---- LISTED RECORDS

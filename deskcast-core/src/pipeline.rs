//! The capture loop.
//!
//! One task owns the backend and the baseline frame and cycles through:
//!
//! 1. **AwaitSlot**: reserve the single channel slot, then wait for the
//!    bandwidth gate. Both waits are cancellable.
//! 2. **AcquireDisplay**: the selected display, or the primary.
//! 3. **Capture**: one backend call.
//! 4. **Classify**: keyframe, delta, or nothing to send.
//! 5. **SendKeyframe / SendDelta**: encode into the reserved slot.
//!
//! The loop only ends on cancellation or when the frame consumer goes
//! away. Capture and encode failures are logged and retried.

use std::fmt;
use std::sync::Arc;
use std::sync::atomic::{AtomicBool, Ordering};
use std::time::Duration;

use tokio::sync::broadcast;
use tokio::task::JoinHandle;
use tokio_util::sync::CancellationToken;
use tracing::{debug, error, info, warn};

use crate::bandwidth::{BandwidthController, MetricsSnapshot};
use crate::capture::{CaptureBackend, CaptureResult, CapturedFrame};
use crate::channel::{FrameSender, FrameSlot, FrameStream, ScreenRegionPayload, frame_channel};
use crate::config::PipelineConfig;
use crate::diff::{DirtyRegionEngine, union_dirty_rects};
use crate::display::{DisplayInfo, DisplayRegistry};
use crate::encoder::FrameEncoder;
use crate::error::{DeskcastError, Result};
use crate::types::{Frame, MonitorArea, Rect};

// ── KeyframeReason ───────────────────────────────────────────────

/// Why the next payload is a full frame.
#[derive(Debug, Clone, Copy, PartialEq, Eq)]
pub enum KeyframeReason {
    /// Startup or an explicit [`PipelineHandle::request_keyframe`].
    Requested,
    /// Capture switched between the GPU and CPU paths.
    CaptureOriginChanged,
    /// A different display is selected.
    DisplayChanged,
    /// The selected display moved or was resized.
    BoundsChanged,
    /// The frame no longer matches the baseline's size or format.
    BaselineMismatch,
    /// Quality was reduced earlier and throughput has since recovered.
    QualityRefresh,
}

impl fmt::Display for KeyframeReason {
    fn fmt(&self, f: &mut fmt::Formatter<'_>) -> fmt::Result {
        let s = match self {
            KeyframeReason::Requested => "requested",
            KeyframeReason::CaptureOriginChanged => "capture origin changed",
            KeyframeReason::DisplayChanged => "display changed",
            KeyframeReason::BoundsChanged => "display bounds changed",
            KeyframeReason::BaselineMismatch => "baseline mismatch",
            KeyframeReason::QualityRefresh => "quality refresh",
        };
        f.write_str(s)
    }
}

// ── Internal state ───────────────────────────────────────────────

/// Display the last keyframe was sent for.
#[derive(Debug, Clone)]
struct KeyframeMark {
    device_name: String,
    area: MonitorArea,
}

/// The last frame handed to the viewer, owned outright.
#[derive(Debug)]
struct Baseline {
    frame: Frame,
    device_name: String,
}

/// What the loop does after one pass.
enum Step {
    Continue,
    Delay(Duration),
    Stop,
}

/// Outcome of classifying a capture.
enum Classified {
    Keyframe(KeyframeReason),
    Delta(Rect),
    Unchanged,
}

// ── CapturePipeline ──────────────────────────────────────────────

/// Capture → diff → encode → send loop for one viewer.
pub struct CapturePipeline<B = Box<dyn CaptureBackend>> {
    config: PipelineConfig,
    backend: B,
    displays: Arc<DisplayRegistry>,
    controller: Arc<BandwidthController>,
    encoder: FrameEncoder,
    engine: DirtyRegionEngine,
    sender: FrameSender,
    keyframe_requested: Arc<AtomicBool>,
    baseline: Option<Baseline>,
    last_keyframe: Option<KeyframeMark>,
    last_using_gpu: Option<bool>,
    needs_quality_refresh: bool,
    /// Controller reduction count when the last keyframe went out.
    reductions_at_keyframe: u64,
}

--------

*TO DO:*
Copy every line from the records above that contains the word "QualityRefresh".

*EXERCISE SOLUTION:*
    QualityRefresh,
            KeyframeReason::QualityRefresh => "quality refresh",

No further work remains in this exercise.